Território indígena em Porto Alegre na mira da iniciativa privada
Créditos apra Alass Derivas | Deriva Jornalismo
Em Porto Alegre, capital gaúcha, se repetem violências contra indígenas que parecem próprias somente das mais escondidas matas amazônicas. Desde que retomaram território tradicional, em 18 de junho de 2018, na Ponta do Arado, em Belém Novo, famílias Guarani Mbya denunciam ameaças de morte e atentados a tiros constantemente, que dizem ser devidos a conflitos pela terra. Na noite desta quinta-feira, 12, o secretário Municipal do Meio Ambiente, Urbanismo e Sustentabilidade (Smam), Germano Bremm, realizou uma audiência pública virtual para viabilizar a alteração do regime urbanístico da região no extremo sul da Capital gaúcha, e assim obter condições legais para a criação de um bairro planejado na Fazenda Arado Velho, que abrange a área indígena.
São 426 hectares de ambientes conservados onde habitam espécies da fauna, algumas em risco de extinção, nas margens do Lago Guaíba, com banhados e sítios arqueológicos que atestam o território tradicional indígena, além de ruínas de casarões dos séculos 19 e 20.
Para a conservação da natureza, em 2015 foi criada a campanha Preserva Arado, por moradores do bairro e estudantes da Universidade Federal do Rio Grande do Sul, que lutam para a sua transformação em parque natural público. Os empreendedores alegam que vão preservar 228 hectares, mas o loteamento se destina a cerca de 2 mil residências e vai impactar em 70% no crescimento da população local, que hoje é de 10 mil habitantes.

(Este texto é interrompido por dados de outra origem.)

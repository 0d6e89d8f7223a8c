// MCP protocol types and definitions (JSON-RPC 2.0, newline-delimited)

use serde::{Deserialize, Serialize};
use toolhost_core::{ResourceInfo, ToolhostError};

pub const JSONRPC_VERSION: &str = "2.0";
pub const PROTOCOL_VERSION: &str = "2024-11-05";

/// Error code used for unknown resources (MCP convention)
pub const RESOURCE_NOT_FOUND: i32 = -32002;

/// JSON-RPC 2.0 Request
#[derive(Debug, Clone, Serialize, Deserialize)]
pub struct JsonRpcRequest {
    pub jsonrpc: String,
    #[serde(default, skip_serializing_if = "Option::is_none")]
    pub id: Option<serde_json::Value>,
    pub method: String,
    #[serde(default, skip_serializing_if = "Option::is_none")]
    pub params: Option<serde_json::Value>,
}

impl JsonRpcRequest {
    pub fn new(
        id: impl Into<serde_json::Value>,
        method: impl Into<String>,
        params: serde_json::Value,
    ) -> Self {
        Self {
            jsonrpc: JSONRPC_VERSION.to_string(),
            id: Some(id.into()),
            method: method.into(),
            params: Some(params),
        }
    }

    pub fn notification(method: impl Into<String>) -> Self {
        Self {
            jsonrpc: JSONRPC_VERSION.to_string(),
            id: None,
            method: method.into(),
            params: None,
        }
    }

    pub fn is_notification(&self) -> bool {
        self.id.is_none()
    }
}

/// JSON-RPC 2.0 Response
#[derive(Debug, Clone, Serialize, Deserialize)]
pub struct JsonRpcResponse {
    pub jsonrpc: String,
    pub id: serde_json::Value,
    #[serde(skip_serializing_if = "Option::is_none")]
    pub result: Option<serde_json::Value>,
    #[serde(skip_serializing_if = "Option::is_none")]
    pub error: Option<JsonRpcError>,
}

impl JsonRpcResponse {
    pub fn success(id: impl Into<serde_json::Value>, result: serde_json::Value) -> Self {
        Self {
            jsonrpc: JSONRPC_VERSION.to_string(),
            id: id.into(),
            result: Some(result),
            error: None,
        }
    }

    pub fn error(id: impl Into<serde_json::Value>, error: JsonRpcError) -> Self {
        Self {
            jsonrpc: JSONRPC_VERSION.to_string(),
            id: id.into(),
            result: None,
            error: Some(error),
        }
    }
}

/// JSON-RPC 2.0 Error
#[derive(Debug, Clone, Serialize, Deserialize)]
pub struct JsonRpcError {
    pub code: i32,
    pub message: String,
    #[serde(skip_serializing_if = "Option::is_none")]
    pub data: Option<serde_json::Value>,
}

impl JsonRpcError {
    pub fn parse_error() -> Self {
        Self::custom(-32700, "Parse error")
    }

    pub fn invalid_request() -> Self {
        Self::custom(-32600, "Invalid Request")
    }

    pub fn method_not_found(method: &str) -> Self {
        Self::custom(-32601, format!("Method not found: {}", method))
    }

    pub fn invalid_params(message: impl Into<String>) -> Self {
        Self::custom(-32602, message)
    }

    pub fn internal_error(message: impl Into<String>) -> Self {
        Self::custom(-32603, message)
    }

    pub fn custom(code: i32, message: impl Into<String>) -> Self {
        Self {
            code,
            message: message.into(),
            data: None,
        }
    }
}

impl From<&ToolhostError> for JsonRpcError {
    fn from(err: &ToolhostError) -> Self {
        let code = match err {
            ToolhostError::ResourceNotFound(_) => RESOURCE_NOT_FOUND,
            ToolhostError::Argument(_) => -32602,
            ToolhostError::Execution(_) | ToolhostError::Configuration(_) => -32603,
        };
        Self {
            code,
            message: err.to_string(),
            data: Some(serde_json::json!({ "kind": err.kind() })),
        }
    }
}

// MCP-specific protocol messages

/// Tool definition for MCP
#[derive(Debug, Clone, PartialEq, Serialize, Deserialize)]
pub struct ToolSchema {
    pub name: String,
    pub description: String,
    #[serde(rename = "inputSchema")]
    pub input_schema: serde_json::Value,
}

/// List tools response
#[derive(Debug, Clone, Serialize, Deserialize)]
pub struct ListToolsResult {
    pub tools: Vec<ToolSchema>,
}

/// Call tool request params
#[derive(Debug, Clone, Serialize, Deserialize)]
pub struct CallToolParams {
    pub name: String,
    #[serde(default)]
    pub arguments: serde_json::Value,
}

/// Call tool response
#[derive(Debug, Clone, Serialize, Deserialize)]
pub struct CallToolResult {
    pub content: Vec<ToolContent>,
    #[serde(rename = "isError", skip_serializing_if = "Option::is_none")]
    pub is_error: Option<bool>,
}

impl CallToolResult {
    pub fn text(text: impl Into<String>) -> Self {
        Self {
            content: vec![ToolContent::text(text)],
            is_error: None,
        }
    }

    pub fn error(text: impl Into<String>) -> Self {
        Self {
            content: vec![ToolContent::error(text)],
            is_error: Some(true),
        }
    }

    /// Concatenated text of every text block
    pub fn text_content(&self) -> String {
        self.content
            .iter()
            .map(|c| match c {
                ToolContent::Text { text } => text.as_str(),
            })
            .collect::<Vec<_>>()
            .join("\n")
    }
}

#[derive(Debug, Clone, Serialize, Deserialize)]
#[serde(tag = "type")]
pub enum ToolContent {
    #[serde(rename = "text")]
    Text { text: String },
}

impl ToolContent {
    pub fn text(text: impl Into<String>) -> Self {
        Self::Text { text: text.into() }
    }

    pub fn error(text: impl Into<String>) -> Self {
        Self::Text {
            text: format!("Error: {}", text.into()),
        }
    }
}

/// Resource entry as listed to clients
#[derive(Debug, Clone, PartialEq, Serialize, Deserialize)]
pub struct ResourceDescriptor {
    pub uri: String,
    pub name: String,
    #[serde(skip_serializing_if = "Option::is_none")]
    pub description: Option<String>,
    #[serde(rename = "mimeType", skip_serializing_if = "Option::is_none")]
    pub mime_type: Option<String>,
    #[serde(skip_serializing_if = "Option::is_none")]
    pub size: Option<u64>,
}

impl From<ResourceInfo> for ResourceDescriptor {
    fn from(info: ResourceInfo) -> Self {
        Self {
            uri: info.uri,
            name: info.name,
            description: Some(info.description).filter(|d| !d.is_empty()),
            mime_type: info.mime_type,
            size: info.size,
        }
    }
}

/// List resources response
#[derive(Debug, Clone, Serialize, Deserialize)]
pub struct ListResourcesResult {
    pub resources: Vec<ResourceDescriptor>,
}

/// Read resource request params
#[derive(Debug, Clone, Serialize, Deserialize)]
pub struct ReadResourceParams {
    pub uri: String,
}

/// Read resource response
#[derive(Debug, Clone, Serialize, Deserialize)]
pub struct ReadResourceResult {
    pub contents: Vec<ResourceContents>,
}

/// Body of a resource; exactly one of `text` or `blob` (base64) is set
#[derive(Debug, Clone, PartialEq, Serialize, Deserialize)]
pub struct ResourceContents {
    pub uri: String,
    #[serde(rename = "mimeType", skip_serializing_if = "Option::is_none")]
    pub mime_type: Option<String>,
    #[serde(skip_serializing_if = "Option::is_none")]
    pub text: Option<String>,
    #[serde(skip_serializing_if = "Option::is_none")]
    pub blob: Option<String>,
}

impl ResourceContents {
    pub fn from_bytes(uri: impl Into<String>, mime_type: Option<String>, bytes: &[u8]) -> Self {
        use base64::Engine;

        let (text, blob) = match std::str::from_utf8(bytes) {
            Ok(text) => (Some(text.to_string()), None),
            Err(_) => (
                None,
                Some(base64::engine::general_purpose::STANDARD.encode(bytes)),
            ),
        };

        Self {
            uri: uri.into(),
            mime_type,
            text,
            blob,
        }
    }
}

/// Initialize request params
#[derive(Debug, Clone, Serialize, Deserialize)]
pub struct InitializeParams {
    #[serde(rename = "protocolVersion")]
    pub protocol_version: String,
    #[serde(rename = "clientInfo")]
    pub client_info: ClientInfo,
}

#[derive(Debug, Clone, Serialize, Deserialize)]
pub struct ClientInfo {
    pub name: String,
    pub version: String,
}

/// Initialize response
#[derive(Debug, Clone, Serialize, Deserialize)]
pub struct InitializeResult {
    #[serde(rename = "protocolVersion")]
    pub protocol_version: String,
    pub capabilities: ServerCapabilities,
    #[serde(rename = "serverInfo")]
    pub server_info: ServerInfo,
}

#[derive(Debug, Clone, Serialize, Deserialize)]
pub struct ServerCapabilities {
    #[serde(skip_serializing_if = "Option::is_none")]
    pub resources: Option<ResourcesCapability>,
    #[serde(skip_serializing_if = "Option::is_none")]
    pub tools: Option<ToolsCapability>,
    #[serde(default)]
    pub experimental: serde_json::Value,
}

#[derive(Debug, Clone, Serialize, Deserialize)]
pub struct ResourcesCapability {
    pub subscribe: bool,
    #[serde(rename = "listChanged")]
    pub list_changed: bool,
}

#[derive(Debug, Clone, Serialize, Deserialize)]
pub struct ToolsCapability {
    #[serde(rename = "listChanged")]
    pub list_changed: bool,
}

#[derive(Debug, Clone, PartialEq, Eq, Serialize, Deserialize)]
pub struct ServerInfo {
    pub name: String,
    pub version: String,
}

“Esse empreendimento é absolutamente insustentável do ponto de vista ético, moral, jurídico, técnico e científico”, afirmou durante a audiência o advogado especialista em direito agrário e ambiental José Renato Barcelos, conselheiro do Movimento de Justiça de Direitos Humanos e do Conselho Municipal de Meio Ambiente.
Ele criticou a fala do prefeito Sebastião Melo que entrou no evento, por meio do celular, dizendo que “alguém comprou e pagou pelo terreno e a Prefeitura tem que garantir ao investidor a criação do empreendimento”. Melo ainda alegou que “botaram num avião um índio de Santa Catarina para dizer que morava ali”. José Renato Barcelos considerou a postura “racista” e “excludente” e enfatizou o direito ao usufruto das terras tradicionais concedido aos indígenas pela Constituição Federal. Bremm alegou que a audiência era para “tratar de questões urbanísticas e não de propriedade”.
O coordenador regional do Conselho Indigenista Missionário (Cimi Sul), Roberto Liebgott, relatou que foi ocupado um auditório no bairro para participação presencial na audiência pública, por meio de telão. Porém ficou vazio, pois exigiu-se inscrição prévia. “Os indígenas não puderam entrar. A audiência foi uma farsa, para assegurar a legitimidade do empreendimento, devastar a natureza, afrontar a territorialidade Mbya Guarani e seus direitos à liberdade e à vida”.